D’Avanzo è ormai da mesi la colonna di sfondamento di Repubblica, è il vice di Mauro nella crociata per liberar la patria da Berlusconi, ha sempre picchiato senza risparmio. E ieri le ha buscate anche dal Riformista, da lui accusato di subire la regia dell’«esperto di gossip» Signorini, che «consiglia, indica, sollecita, combina non soltanto le scelte dei direttori dei media berlusconiani, sovraordinato a Vittorio Feltri, capataz del giornale di famiglia, ma anche delle testate del gruppo Angelucci, Libero e Riformista». Antonio Polito ha sfoderato lo staffile rivendicando di aver scritto della «sezione affari riservati di Chi» sei giorni prima che D’Avanzo se ne accorgesse «su Ripubblica» (volutamente con la i), rimproverando la «prosa truculenta» e i disastri causati all’opposizione dalla «sinistra davanzata». Impietoso, il direttore del Riformista racconta di conoscere D’Avanzo da anni, «una volta trovava notizie, e di prima qualità, ora passa il tempo a fabbricare teoremi», e mentre il Corriere scovava la D’Addario e «lo scandalo delle escort, lui era lì a menarsela con le dieci domande a Berlusconi (è vero che sei malato? è vero che ti tira troppo, la minorenne la toccavi o no?)».

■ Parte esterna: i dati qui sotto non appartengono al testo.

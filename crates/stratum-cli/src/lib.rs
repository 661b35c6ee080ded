//! CLI logic for the Stratum layout tool.
//!
//! Reads a diagram document from JSON, runs one of the layout operations on
//! it and writes the updated document back out.

pub mod error_adapter;

mod args;
mod config;
mod document;
mod error;

pub use args::{Args, Command};
pub use config::ConfigError;
pub use document::{Document, EditorEdge, EditorNode};
pub use error::CliError;

use std::fs;

use log::info;
use serde::Serialize;

use stratum::{LayoutBuilder, SizeMap, align_nodes, distribute_nodes};

/// Run the Stratum CLI application
///
/// Loads the configuration, reads the input document, applies the selected
/// [`Command`] and writes the resulting document to the output path.
///
/// # Errors
///
/// Returns [`CliError`] for:
/// - File I/O errors
/// - Malformed JSON input
/// - Configuration loading errors
/// - Layout errors such as edges referencing unknown nodes
pub fn run(args: &Args) -> Result<(), CliError> {
    let command = &args.command;
    info!(
        input_path = command.input(),
        output_path = command.output();
        "Processing diagram"
    );

    let app_config = config::load_config(args.config.as_ref())?;
    let document = read_json::<Document>(command.input())?;
    let nodes = document.layout_nodes();

    let updated = match command {
        Command::Layout {
            direction,
            node_sep,
            rank_sep,
            sizes,
            ..
        } => {
            let mut options = app_config.layout().clone();
            if let Some(direction) = direction {
                options = options.with_direction(*direction);
            }
            if let Some(node_sep) = node_sep {
                options = options.with_node_sep(*node_sep);
            }
            if let Some(rank_sep) = rank_sep {
                options = options.with_rank_sep(*rank_sep);
            }
            let sizes = sizes
                .as_deref()
                .map(read_json::<SizeMap>)
                .transpose()?;

            let result = LayoutBuilder::new(options).compute(
                &nodes,
                &document.layout_edges(),
                sizes.as_ref(),
            )?;
            info!(
                ranks = result.solution().rank_count(),
                crossings = result.solution().crossings();
                "Layout computed"
            );

            document.with_nodes(result.nodes())
        }
        Command::Align { axis, .. } => document.with_nodes(&align_nodes(&nodes, *axis)),
        Command::Distribute { axis, spacing, .. } => {
            let spacing = spacing.unwrap_or_else(|| app_config.arrange().spacing());
            document.with_nodes(&distribute_nodes(&nodes, *axis, spacing))
        }
    };

    write_json(command.output(), &updated)?;
    info!(output_file = command.output(); "Diagram written successfully");

    Ok(())
}

fn read_json<T: serde::de::DeserializeOwned>(path: &str) -> Result<T, CliError> {
    let content = fs::read_to_string(path).map_err(CliError::io(path))?;
    serde_json::from_str(&content).map_err(CliError::json(path))
}

fn write_json<T: Serialize>(path: &str, value: &T) -> Result<(), CliError> {
    let mut content = serde_json::to_string_pretty(value).map_err(CliError::json(path))?;
    content.push('\n');
    fs::write(path, content).map_err(CliError::io(path))
}
//! Cycle breaking and rank assignment.

use std::collections::HashSet;

use petgraph::{
    Direction::Incoming,
    algo::toposort,
    graph::{DiGraph, NodeIndex},
    visit::{DfsEvent, EdgeRef, depth_first_search},
};

use crate::StratumError;

/// Acyclic view of the layout graph. Node indices match the layout graph.
pub(super) type RankGraph = DiGraph<(), ()>;

/// Returns a copy of `graph` without self-loops and with every depth-first
/// back edge reversed, which leaves an acyclic graph.
///
/// The search starts from nodes whose only incoming edges are self-loops, in
/// node order, then from any node still unvisited (nodes that only sit on
/// cycles).
pub(super) fn break_cycles<N, E>(graph: &DiGraph<N, E>) -> RankGraph {
    let roots = graph
        .node_indices()
        .filter(|&node| {
            graph
                .edges_directed(node, Incoming)
                .all(|edge| edge.source() == node)
        })
        .chain(graph.node_indices());

    let mut back_edges: HashSet<(NodeIndex, NodeIndex)> = HashSet::new();
    depth_first_search(graph, roots, |event| {
        if let DfsEvent::BackEdge(source, target) = event {
            back_edges.insert((source, target));
        }
    });

    let mut acyclic = graph.map(|_, _| (), |_, _| ());
    acyclic.clear_edges();
    for edge in graph.edge_references() {
        let (source, target) = (edge.source(), edge.target());
        if source == target {
            continue;
        }
        if back_edges.contains(&(source, target)) {
            acyclic.add_edge(target, source, ());
        } else {
            acyclic.add_edge(source, target, ());
        }
    }
    acyclic
}

/// Longest-path ranking over an acyclic graph.
///
/// Nodes without incoming edges get rank 0; every other node sits one rank
/// below its deepest predecessor, so each edge points to a strictly higher
/// rank.
///
/// # Errors
///
/// Returns [`StratumError::Layout`] if `graph` still has a cycle.
pub(super) fn assign_ranks(graph: &RankGraph) -> Result<Vec<usize>, StratumError> {
    let order = toposort(graph, None).map_err(|cycle| {
        StratumError::Layout(format!(
            "Cycle through node {} left after cycle breaking",
            cycle.node_id().index()
        ))
    })?;

    let mut ranks = vec![0usize; graph.node_count()];
    for node in order {
        let rank = graph
            .neighbors_directed(node, Incoming)
            .map(|predecessor| ranks[predecessor.index()] + 1)
            .max()
            .unwrap_or(0);
        ranks[node.index()] = rank;
    }

    Ok(ranks)
}

#[cfg(test)]
mod tests {
    use super::*;
    use crate::layout::arc_graph;

    fn arcs(graph: &RankGraph) -> Vec<(usize, usize)> {
        graph
            .edge_references()
            .map(|edge| (edge.source().index(), edge.target().index()))
            .collect()
    }

    #[test]
    fn test_chain_ranks() {
        let graph = arc_graph(3, &[(0, 1), (1, 2)]);
        assert_eq!(assign_ranks(&graph).unwrap(), [0, 1, 2]);
    }

    #[test]
    fn test_longest_path_wins() {
        // 0 -> 1 -> 2 -> 3 and a shortcut 0 -> 3
        let graph = arc_graph(4, &[(0, 1), (1, 2), (2, 3), (0, 3)]);
        assert_eq!(assign_ranks(&graph).unwrap(), [0, 1, 2, 3]);
    }

    #[test]
    fn test_isolated_nodes_rank_zero() {
        assert_eq!(assign_ranks(&arc_graph(3, &[])).unwrap(), [0, 0, 0]);
    }

    #[test]
    fn test_cyclic_graph_is_rejected_by_ranking() {
        let err = assign_ranks(&arc_graph(2, &[(0, 1), (1, 0)])).unwrap_err();
        assert!(matches!(err, StratumError::Layout(_)));
    }

    #[test]
    fn test_acyclic_arcs_are_untouched() {
        let graph = arc_graph(3, &[(0, 1), (0, 2), (1, 2)]);
        assert_eq!(arcs(&break_cycles(&graph)), [(0, 1), (0, 2), (1, 2)]);
    }

    #[test]
    fn test_two_cycle_is_broken() {
        let acyclic = break_cycles(&arc_graph(2, &[(0, 1), (1, 0)]));

        assert_eq!(arcs(&acyclic), [(0, 1), (0, 1)]);
        assert_eq!(assign_ranks(&acyclic).unwrap(), [0, 1]);
    }

    #[test]
    fn test_cycle_behind_source_keeps_source_first() {
        // 3 -> 0 -> 1 -> 2 -> 0
        let acyclic = break_cycles(&arc_graph(4, &[(0, 1), (1, 2), (2, 0), (3, 0)]));

        assert_eq!(arcs(&acyclic), [(0, 1), (1, 2), (0, 2), (3, 0)]);
        assert_eq!(assign_ranks(&acyclic).unwrap(), [1, 2, 3, 0]);
    }

    #[test]
    fn test_self_loops_are_dropped() {
        // 0 only has a self-loop as incoming edge, so it still starts the search.
        let acyclic = break_cycles(&arc_graph(2, &[(0, 0), (0, 1), (1, 1)]));

        assert_eq!(arcs(&acyclic), [(0, 1)]);
        assert_eq!(assign_ranks(&acyclic).unwrap(), [0, 1]);
    }
}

Brucianti più della pece, i richiami alle sconfitte subite dal Corrierone al quale Repubblica sognava di sottrarre il primato delle vendite. È da lì probabilmente, che è iniziato il declino e i crociati han mollato l’assedio per rinchiudersi ad Acri. Quando Scalfari ha provato a rimproverare quelli del Corriere perché «pavidi», ha ricevuto da Ferruccio De Bortoli un paio di risposte che lo hanno zittito, «noi facciamo il mestiere di giornalisti, voi campagne politiche» ha sentenziato, sfidando Repubblica a scrivere qualcosa sugli affari dell’ingegner De Benedetti. E ha ragione, perché sul piano del giornalismo e delle notizie, Repubblica s’è fermata a Noemi, da allora prende «buchi» a ripetizione.


Ma peggio di tutto, la vera Caporetto di Repubblica, è la batosta incassata nelle primarie del Pd con la campagna pro Franceschini, la bomba-carta del «lodo Scalfari», l’aver dovuto registrare che i pur affezionati lettori non seguono né punto né poco le indicazione del quotidiano-guida. Toccherebbe tornare a fare soltanto i giornalisti, ma non è facile per chi nutriva l’ambizione di dar la linea all’intera sinistra.